The Bush Administration, led by the man in the Oval Office, is notorious for refusing to face reality. It is well known that President Bush and his inner circle are content to live in their own little fantasy world, where everything works properly and everyone loves us. (Of course, this gets an Orwellian makeover around election time, when the world is suddenly transformed into a mortal threat.) This goes a long way towards explaining Bush's poll numbers, which haven't seen the sunny side of 50% in months.
For anyone who reads the news and pays attention, it has been obvious for a very long time that our Iraq strategy of "stay the course" just isn't working. Our soldiers are getting slaughtered on a daily basis trying to keep the peace in a land where there is no peace. Indeed, American military commanders admit that we cannot even secure the capital city of Baghdad, much less the rest of the country.
Bush took to the cameras this morning for a rare press conference which was billed as a major announcement but which turned out to be - well, more of the same. No change in strategy, no realization that the (official) goal of a democratic Iraq is in ruins, no meaningful deviation from "stay the course." In fact, the only change of sorts is that Bush abandoned the macho "stay the course" slogan while continuing to embrace the disastrous "stay the course" mentality.
How typical for a White House which sees failing policies not as evidence that the policy needs to be changed, but rather that a new sales pitch is needed as the old one wasn't working.
He did claim that we "are constantly adjusting our tactics to stay ahead of our enemies." He did not, of course, mention that if the overall goal is unattainable and the strategy doesn't work, all the tactical adjustments in the world aren't going to make the slightest bit of difference.
In a very small concession to reality, he grudgingly admitted that "some of the Iraqi security forces have performed below expectations." In fact, the fledgling Iraqi army has been the source of many if not most of the sectarian death squads bringing so much killing and misery to the "wrong" Iraqis.

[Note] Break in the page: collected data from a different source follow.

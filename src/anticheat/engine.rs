//! Telemetry Analysis and Ban Policy
//!
//! The engine tracks per-player telemetry for every session it was
//! initialized for and turns it into structured detection outcomes.
//! Thresholds match the established tuning: a 50% speed tolerance, a
//! rolling 60-second action window, and fixed suspicion scores per
//! signal. Auto-ban policy is deliberately not configurable: one
//! critical violation, or more than ten lifetime violations.

use std::collections::BTreeMap;

use serde::{Deserialize, Serialize};
use tracing::{debug, warn};

use crate::anticheat::violation::{
    BanRecord, PlayerReport, SessionReport, Severity, Violation, ViolationDetails,
};
use crate::TimestampMs;

/// Speed tolerance multiplier before a movement flags.
pub const SPEED_TOLERANCE: f64 = 1.5;

/// Rolling window for tracked actions.
pub const ACTION_WINDOW_MS: u64 = 60_000;

/// Minimum logged actions before botting analysis runs.
pub const BOTTING_MIN_ACTIONS: usize = 50;

/// Default heartbeat interval ceiling.
pub const DEFAULT_HEARTBEAT_INTERVAL_MS: u64 = 5_000;

/// Lifetime violation count beyond which an address is auto-banned.
const AUTO_BAN_VIOLATION_LIMIT: usize = 10;

/// Errors signalling caller misuse of the engine.
#[derive(Debug, Clone, PartialEq, Eq, thiserror::Error)]
pub enum AntiCheatError {
    /// No tracking initialized for the session.
    #[error("session {0} not tracked")]
    SessionNotFound(String),

    /// Player is not part of the tracked session.
    #[error("player {address} not tracked in session {session_id}")]
    PlayerNotTracked {
        /// Session the call targeted.
        session_id: String,
        /// Unknown player address.
        address: String,
    },
}

/// A positional telemetry sample. Timestamps come from the client's
/// submission envelope, validated upstream.
#[derive(Clone, Copy, Debug, PartialEq, Serialize, Deserialize)]
pub struct MovementSample {
    /// X coordinate.
    pub x: f64,
    /// Y coordinate.
    pub y: f64,
    /// Z coordinate.
    pub z: f64,
    /// Sample time.
    pub timestamp_ms: TimestampMs,
}

/// Combat statistics submitted for aim analysis.
#[derive(Clone, Copy, Debug, PartialEq, Serialize, Deserialize)]
pub struct CombatStats {
    /// Headshot percentage in [0, 100].
    pub headshot_percentage: f64,
    /// Hit rate percentage in [0, 100].
    pub hit_rate: f64,
    /// Wall-tracking suspicion metric in [0, 1].
    pub wall_tracking_score: f64,
}

/// Result of a client integrity check.
#[derive(Clone, Debug, PartialEq, Serialize, Deserialize)]
pub struct IntegrityOutcome {
    /// True iff the reported checksum matched the expected one.
    pub valid: bool,
}

/// Result of a speed analysis.
#[derive(Clone, Debug, PartialEq, Serialize, Deserialize)]
pub struct SpeedOutcome {
    /// True when measured speed exceeded the tolerated maximum.
    pub detected: bool,
    /// Measured speed, when two samples were available.
    pub speed: Option<f64>,
    /// Maximum speed the check ran against.
    pub max_speed: f64,
}

/// Result of a cooldown check.
#[derive(Clone, Debug, PartialEq, Serialize, Deserialize)]
pub struct CooldownOutcome {
    /// True when the same-type gap was below the cooldown.
    pub detected: bool,
    /// Gap since the previous same-type action, when one existed.
    pub gap_ms: Option<u64>,
    /// Cooldown the check ran against.
    pub min_cooldown_ms: u64,
}

/// Result of a botting analysis.
#[derive(Clone, Debug, PartialEq, Serialize, Deserialize)]
pub struct BottingOutcome {
    /// True when the combined suspicion score crossed the threshold.
    pub detected: bool,
    /// Combined suspicion score, capped at 100.
    pub confidence: u32,
    /// Inter-action timing deviation was below 50 ms.
    pub low_timing_variance: bool,
    /// A repeated action subsequence was found.
    pub repetitive_pattern: bool,
    /// Success rate exceeded 95%.
    pub inhuman_consistency: bool,
}

/// Result of an aim analysis.
#[derive(Clone, Debug, PartialEq, Serialize, Deserialize)]
pub struct AimAssistOutcome {
    /// True when the combined suspicion score crossed the threshold.
    pub detected: bool,
    /// Combined suspicion score, capped at 100.
    pub confidence: u32,
}

/// Result of a liveness probe.
#[derive(Clone, Debug, PartialEq, Serialize, Deserialize)]
pub struct HeartbeatOutcome {
    /// True when the client responded within the allowed interval.
    pub alive: bool,
    /// Observed gap since the previous heartbeat.
    pub gap_ms: u64,
}

/// Retained as evidence for dispute review; only counted in reports.
#[derive(Clone, Debug)]
#[allow(dead_code)]
struct ChecksumCheck {
    timestamp_ms: TimestampMs,
    provided: String,
    expected: String,
    valid: bool,
}

#[derive(Clone, Debug)]
struct ActionSample {
    kind: String,
    timestamp_ms: TimestampMs,
    success: bool,
}

struct PlayerTracker {
    address: String,
    checksums: Vec<ChecksumCheck>,
    movements: Vec<MovementSample>,
    actions: Vec<ActionSample>,
    last_heartbeat_ms: TimestampMs,
    violation_count: u32,
    suspicious: bool,
}

struct SessionTracker {
    players: BTreeMap<String, PlayerTracker>,
    started_at_ms: TimestampMs,
    checks_performed: u64,
    violations: Vec<Violation>,
}

/// Per-session telemetry analyzer with address-scoped ban bookkeeping.
///
/// Session trackers are dropped by [`cleanup`](Self::cleanup); violation
/// histories and bans are address-scoped and persist for the engine's
/// lifetime.
#[derive(Default)]
pub struct AntiCheatEngine {
    sessions: BTreeMap<String, SessionTracker>,
    violations: BTreeMap<String, Vec<Violation>>,
    bans: BTreeMap<String, BanRecord>,
}
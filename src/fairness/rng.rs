//! Provably Fair Draws
//!
//! Each draw is HMAC-SHA256 keyed by the secret server seed over
//! `"{client_seed}:{nonce}"`. The first four digest bytes, read
//! big-endian, map into the requested range. Identical inputs always
//! produce identical output on every platform, which is what makes
//! post-reveal verification possible.

use hmac::{Hmac, Mac};
use rand::rngs::OsRng;
use rand::RngCore;
use serde::{Deserialize, Serialize};
use sha2::Sha256;

use crate::core::hash::{sha256_hex, ChecksumHex};
use crate::TimestampMs;

type HmacSha256 = Hmac<Sha256>;

/// Server seed entropy (hex encodes to 64 characters).
pub const SERVER_SEED_BYTES: usize = 32;

/// Client seed entropy (hex encodes to 32 characters).
pub const CLIENT_SEED_BYTES: usize = 16;

/// Errors raised by fairness operations. These signal caller misuse;
/// draw outcomes themselves are never errors.
#[derive(Debug, Clone, PartialEq, Eq, thiserror::Error)]
pub enum FairnessError {
    /// Requested range is empty.
    #[error("invalid range: min {min} exceeds max {max}")]
    InvalidRange {
        /// Requested lower bound.
        min: i64,
        /// Requested upper bound.
        max: i64,
    },

    /// Weighted selection over no effective weight.
    #[error("weighted selection requires a positive total weight")]
    EmptyWeights,
}

/// Generate a fresh secret server seed (32 random bytes, hex encoded).
pub fn generate_server_seed() -> String {
    let mut bytes = [0u8; SERVER_SEED_BYTES];
    OsRng.fill_bytes(&mut bytes);
    hex::encode(bytes)
}

/// Generate a client seed (16 random bytes, hex encoded).
///
/// Clients normally supply their own; this is the server-side fallback.
pub fn generate_client_seed() -> String {
    let mut bytes = [0u8; CLIENT_SEED_BYTES];
    OsRng.fill_bytes(&mut bytes);
    hex::encode(bytes)
}

/// Hash a seed for publication.
///
/// Plain SHA-256 over the seed string, so third parties can check the
/// commitment with any off-the-shelf tool.
pub fn hash_seed(seed: &str) -> ChecksumHex {
    sha256_hex(seed.as_bytes())
}

/// A single verifiable draw with its full audit trail.
#[derive(Clone, Debug, PartialEq, Serialize, Deserialize)]
pub struct Roll {
    /// Value mapped into `[min, max]`.
    pub result: i64,
    /// Full HMAC digest, hex encoded.
    pub hmac_hex: String,
    /// Commitment the server published before play.
    pub server_seed_hash: ChecksumHex,
    /// Client-contributed seed.
    pub client_seed: String,
    /// Draw nonce.
    pub nonce: u64,
    /// Inclusive lower bound.
    pub min: i64,
    /// Inclusive upper bound.
    pub max: i64,
}

/// Generate a provably fair number in `[min, max]`.
///
/// The mapping is `min + value % (max - min + 1)` over the first four
/// digest bytes. When the range does not evenly divide 2^32 this carries
/// a modulo bias of at most `range / 2^32`; it is kept deliberately so
/// that historical draws re-verify byte-for-byte.
pub fn generate_number(
    server_seed: &str,
    client_seed: &str,
    nonce: u64,
    min: i64,
    max: i64,
) -> Result<Roll, FairnessError> {
    if min > max {
        return Err(FairnessError::InvalidRange { min, max });
    }

    let mut mac = HmacSha256::new_from_slice(server_seed.as_bytes())
        .expect("HMAC accepts keys of any length");
    mac.update(format!("{client_seed}:{nonce}").as_bytes());
    let digest = mac.finalize().into_bytes();

    let value = u32::from_be_bytes([digest[0], digest[1], digest[2], digest[3]]);
    let range = (max - min) as u64 + 1;
    let result = min + (u64::from(value) % range) as i64;

    Ok(Roll {
        result,
        hmac_hex: hex::encode(digest),
        server_seed_hash: hash_seed(server_seed),
        client_seed: client_seed.to_string(),
        nonce,
        min,
        max,
    })
}

/// Verify a previously generated number by deterministic recomputation.
///
/// Returns `Ok(true)` iff the claimed result matches. A mismatch is a
/// fairness violation to be reported by the caller, never remediated
/// here.
pub fn verify(
    server_seed: &str,
    client_seed: &str,
    nonce: u64,
    claimed: i64,
    min: i64,
    max: i64,
) -> Result<bool, FairnessError> {
    let roll = generate_number(server_seed, client_seed, nonce, min, max)?;
    Ok(roll.result == claimed)
}

/// Per-session seed pair with a monotonic nonce counter.
///
/// The server seed must stay secret until every round drawn under it is
/// finalized; `server_seed_hash` is the commitment published up front.
#[derive(Clone, Debug, Serialize, Deserialize)]
pub struct RngSession {
    /// Secret server seed. Reveal only after the covered rounds conclude.
    pub server_seed: String,
    /// Client-contributed seed.
    pub client_seed: String,
    /// Public commitment to the server seed.
    pub server_seed_hash: ChecksumHex,
    /// Next unused nonce.
    pub nonce: u64,
    /// When the session was created.
    pub created_at_ms: TimestampMs,
}

impl RngSession {
    /// Create a session with fresh seeds and a zeroed nonce.
    pub fn create(now_ms: TimestampMs) -> Self {
        let server_seed = generate_server_seed();
        let server_seed_hash = hash_seed(&server_seed);
        Self {
            server_seed,
            client_seed: generate_client_seed(),
            server_seed_hash,
            nonce: 0,
            created_at_ms: now_ms,
        }
    }

    /// Consume and return the next nonce. Strictly increasing per session.
    pub fn take_nonce(&mut self) -> u64 {
        let nonce = self.nonce;
        self.nonce += 1;
        nonce
    }

    /// Reserve `count` sequential nonces, returning the first.
    pub fn take_nonces(&mut self, count: u64) -> u64 {
        let first = self.nonce;
        self.nonce += count;
        first
    }

    /// Draw the next number in `[min, max]`, advancing the nonce.
    pub fn roll(&mut self, min: i64, max: i64) -> Result<Roll, FairnessError> {
        let nonce = self.take_nonce();
        generate_number(&self.server_seed, &self.client_seed, nonce, min, max)
    }
}

/// A caller-supplied claim to re-verify after seed reveal.
#[derive(Clone, Debug, PartialEq, Serialize, Deserialize)]
pub struct RollClaim {
    /// Nonce of the original draw.
    pub nonce: u64,
    /// Result the server reported at the time.
    pub result: i64,
    /// Inclusive lower bound of the original draw.
    pub min: i64,
    /// Inclusive upper bound of the original draw.
    pub max: i64,
}

/// Verdict for a single re-verified claim.
#[derive(Clone, Debug, PartialEq, Serialize, Deserialize)]
pub struct ClaimVerdict {
    /// Nonce of the draw.
    pub nonce: u64,
    /// Claimed result.
    pub claimed: i64,
    /// True iff recomputation matched.
    pub verified: bool,
    /// Inclusive lower bound.
    pub min: i64,
    /// Inclusive upper bound.
    pub max: i64,
}

/// Transparency report covering a batch of draws under one seed pair.
#[derive(Clone, Debug, PartialEq, Serialize, Deserialize)]
pub struct VerificationPackage {
    /// Revealed server seed.
    pub server_seed: String,
    /// Commitment the seed must hash to.
    pub server_seed_hash: ChecksumHex,
    /// Client seed used for the batch.
    pub client_seed: String,
    /// Per-claim verdicts, in claim order.
    pub results: Vec<ClaimVerdict>,
    /// True iff every claim verified.
    pub all_valid: bool,
}

/// Re-verify a batch of claims against a revealed server seed.
pub fn create_verification_package(
    server_seed: &str,
    client_seed: &str,
    claims: &[RollClaim],
) -> Result<VerificationPackage, FairnessError> {
    let mut results = Vec::with_capacity(claims.len());
    for claim in claims {
        let verified = verify(
            server_seed,
            client_seed,
            claim.nonce,
            claim.result,
            claim.min,
            claim.max,
        )?;
        results.push(ClaimVerdict {
            nonce: claim.nonce,
            claimed: claim.result,
            verified,
            min: claim.min,
            max: claim.max,
        });
    }

    let all_valid = results.iter().all(|v| v.verified);
    Ok(VerificationPackage {
        server_seed: server_seed.to_string(),
        server_seed_hash: hash_seed(server_seed),
        client_seed: client_seed.to_string(),
        results,
        all_valid,
    })
}

// =============================================================================
// TESTS
// =============================================================================

#[cfg(test)]
mod tests {
    use super::*;
    use proptest::prelude::*;

    const SERVER_SEED: &str =
        "a3f1c2d4e5b6978812345678deadbeefa3f1c2d4e5b6978812345678deadbeef";
    const CLIENT_SEED: &str = "0123456789abcdef0123456789abcdef";

    #[test]
    fn test_known_values() {
        // Regression vectors; if these change, historical draws no longer
        // re-verify.
        assert_eq!(
            hash_seed(SERVER_SEED),
            "84eb001c8375a847d0acd8ea2080b757f373571fd09ead295899026961ac0475"
        );

        let roll = generate_number(SERVER_SEED, CLIENT_SEED, 0, 0, 36).unwrap();
        assert_eq!(roll.result, 2);
        assert_eq!(
            roll.hmac_hex,
            "a9306cef8bd2459659592f6dd32e2d19bc1e7cf59a502ac8e827094ac63a0402"
        );

        let roll = generate_number(SERVER_SEED, CLIENT_SEED, 1, 0, 36).unwrap();
        assert_eq!(roll.result, 0);

        let roll = generate_number(SERVER_SEED, CLIENT_SEED, 7, 1, 6).unwrap();
        assert_eq!(roll.result, 6);
    }

    #[test]
    fn test_determinism() {
        for nonce in 0..100 {
            let a = generate_number(SERVER_SEED, CLIENT_SEED, nonce, 0, 100).unwrap();
            let b = generate_number(SERVER_SEED, CLIENT_SEED, nonce, 0, 100).unwrap();
            assert_eq!(a, b);
        }
    }

    #[test]
    fn test_nonce_changes_result_stream() {
        let digests: Vec<String> = (0..50)
            .map(|n| {
                generate_number(SERVER_SEED, CLIENT_SEED, n, 0, 1_000_000)
                    .unwrap()
                    .hmac_hex
            })
            .collect();
        let mut unique = digests.clone();
        unique.sort();
        unique.dedup();
        assert_eq!(unique.len(), digests.len());
    }

    #[test]
    fn test_range_bounds_roulette() {
        // 100k trials over a roulette wheel stay in [0, 36].
        for nonce in 0..100_000u64 {
            let roll = generate_number(SERVER_SEED, CLIENT_SEED, nonce, 0, 36).unwrap();
            assert!((0..=36).contains(&roll.result));
        }
    }

    #[test]
    fn test_degenerate_range() {
        let roll = generate_number(SERVER_SEED, CLIENT_SEED, 5, 7, 7).unwrap();
        assert_eq!(roll.result, 7);
    }

    #[test]
    fn test_invalid_range_rejected() {
        assert_eq!(
            generate_number(SERVER_SEED, CLIENT_SEED, 0, 10, 5),
            Err(FairnessError::InvalidRange { min: 10, max: 5 })
        );
    }

    #[test]
    fn test_verify_round_trip() {
        let roll = generate_number(SERVER_SEED, CLIENT_SEED, 12, 1, 100).unwrap();
        assert!(verify(SERVER_SEED, CLIENT_SEED, 12, roll.result, 1, 100).unwrap());
        // Tampered result fails
        let tampered = if roll.result == 100 { 1 } else { roll.result + 1 };
        assert!(!verify(SERVER_SEED, CLIENT_SEED, 12, tampered, 1, 100).unwrap());
    }

    #[test]
    fn test_session_nonce_monotonic() {
        let mut session = RngSession::create(1_700_000_000_000);
        assert_eq!(session.take_nonce(), 0);
        assert_eq!(session.take_nonce(), 1);
        assert_eq!(session.take_nonces(5), 2);
        assert_eq!(session.take_nonce(), 7);
    }

    #[test]
    fn test_session_seeds_are_committed() {
        let session = RngSession::create(1_700_000_000_000);
        assert_eq!(session.server_seed.len(), SERVER_SEED_BYTES * 2);
        assert_eq!(session.client_seed.len(), CLIENT_SEED_BYTES * 2);
        assert_eq!(session.server_seed_hash, hash_seed(&session.server_seed));
        assert_eq!(session.nonce, 0);
    }

    #[test]
    fn test_verification_package() {
        let claims: Vec<RollClaim> = (0..10)
            .map(|nonce| {
                let roll = generate_number(SERVER_SEED, CLIENT_SEED, nonce, 0, 36).unwrap();
                RollClaim {
                    nonce,
                    result: roll.result,
                    min: 0,
                    max: 36,
                }
            })
            .collect();

        let package =
            create_verification_package(SERVER_SEED, CLIENT_SEED, &claims).unwrap();
        assert!(package.all_valid);
        assert_eq!(package.results.len(), 10);

        // One tampered claim flips all_valid without touching the rest.
        let mut tampered = claims;
        tampered[4].result = (tampered[4].result + 1) % 37;
        let package =
            create_verification_package(SERVER_SEED, CLIENT_SEED, &tampered).unwrap();
        assert!(!package.all_valid);
        assert!(!package.results[4].verified);
        assert!(package.results[5].verified);
    }

    proptest! {
        #[test]
        fn prop_result_in_range(nonce in 0u64..50_000, min in -1000i64..1000, span in 0i64..5000) {
            let max = min + span;
            let roll = generate_number(SERVER_SEED, CLIENT_SEED, nonce, min, max).unwrap();
            prop_assert!(roll.result >= min && roll.result <= max);
        }

        #[test]
        fn prop_verify_accepts_own_output(nonce in 0u64..50_000) {
            let roll = generate_number(SERVER_SEED, CLIENT_SEED, nonce, 0, 36).unwrap();
            prop_assert!(verify(SERVER_SEED, CLIENT_SEED, nonce, roll.result, 0, 36).unwrap());
        }
    }
}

Overall, it was little more than the same stuff we've been hearing for years. "My administration will carefully consider any proposal that will help us achieve victory," Bush said. This appears on its face to be moderation, but here's the catch - he defines victory, so he defines anything that will help him "achieve victory." Anything that disagrees with his version of victory is by definition anti-victory and will therefore be ignored, just like all the other experts he brought in for photo ops and then tossed aside once their usefulness had been exhausted.
But let's face it - Bush's audience was not the soldiers he put in harm's way, nor their families, nor the Iraqi people. His audience was the American voting public, whom he is terrified will finally deprive him of his rubber stamp on Capitol Hill and replace it with a Congress which stands up to him for a change.